Stored data
---------------

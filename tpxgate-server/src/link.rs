//! The detector control link seen from the dispatcher.
//!
//! The real link speaks the readout board's TCP command protocol; the
//! gateway only needs the request/reply shape below.

use crate::{Error, Result};

/// The detector's answer to one command.
#[derive(Debug, Clone, PartialEq, Eq, Default)]
pub struct LinkReply {
    /// Command code echoed by the device.
    pub command: u32,
    /// Reply payload words.
    pub payload: Vec<u32>,
    /// Device error code; 0 means success.
    pub error_code: u32,
}

/// A command channel to the detector control electronics.
pub trait ControlLink: Send {
    /// Opens the link.
    ///
    /// # Errors
    /// Returns an error if the device cannot be reached.
    fn connect(&mut self) -> Result<()>;

    /// Whether commands can currently be sent.
    fn is_connected(&self) -> bool;

    /// Sends one command.
    ///
    /// # Errors
    /// A transport failure here is fatal to the pipeline.
    fn send_command(&mut self, command: u32, payload: &[u32]) -> Result<()>;

    /// Waits for the reply to the last command.
    ///
    /// # Errors
    /// A transport failure here is fatal to the pipeline.
    fn receive_reply(&mut self) -> Result<LinkReply>;

    /// Human-readable text for a device error code.
    fn error_string(&self, error_code: u32) -> String;
}

/// Link used when no detector is attached. Never connected; hardware
/// commands are refused while gateway commands keep working.
#[derive(Debug, Default, Clone, Copy)]
pub struct DetachedLink;

impl ControlLink for DetachedLink {
    fn connect(&mut self) -> Result<()> {
        Ok(())
    }

    fn is_connected(&self) -> bool {
        false
    }

    fn send_command(&mut self, _command: u32, _payload: &[u32]) -> Result<()> {
        Err(Error::Link("no detector control link attached".into()))
    }

    fn receive_reply(&mut self) -> Result<LinkReply> {
        Err(Error::Link("no detector control link attached".into()))
    }

    fn error_string(&self, error_code: u32) -> String {
        format!("device error {error_code:#x}")
    }
}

---------------

About this task:
Could you transcribe the entries above word for word, from the line with "request/reply shape below." down to the line with "fn is_connected(&self) -> bool;", keeping both?

Answer section:
//! gateway only needs the request/reply shape below.

use crate::{Error, Result};

/// The detector's answer to one command.
#[derive(Debug, Clone, PartialEq, Eq, Default)]
pub struct LinkReply {
    /// Command code echoed by the device.
    pub command: u32,
    /// Reply payload words.
    pub payload: Vec<u32>,
    /// Device error code; 0 means success.
    pub error_code: u32,
}

/// A command channel to the detector control electronics.
pub trait ControlLink: Send {
    /// Opens the link.
    ///
    /// # Errors
    /// Returns an error if the device cannot be reached.
    fn connect(&mut self) -> Result<()>;

    /// Whether commands can currently be sent.
    fn is_connected(&self) -> bool;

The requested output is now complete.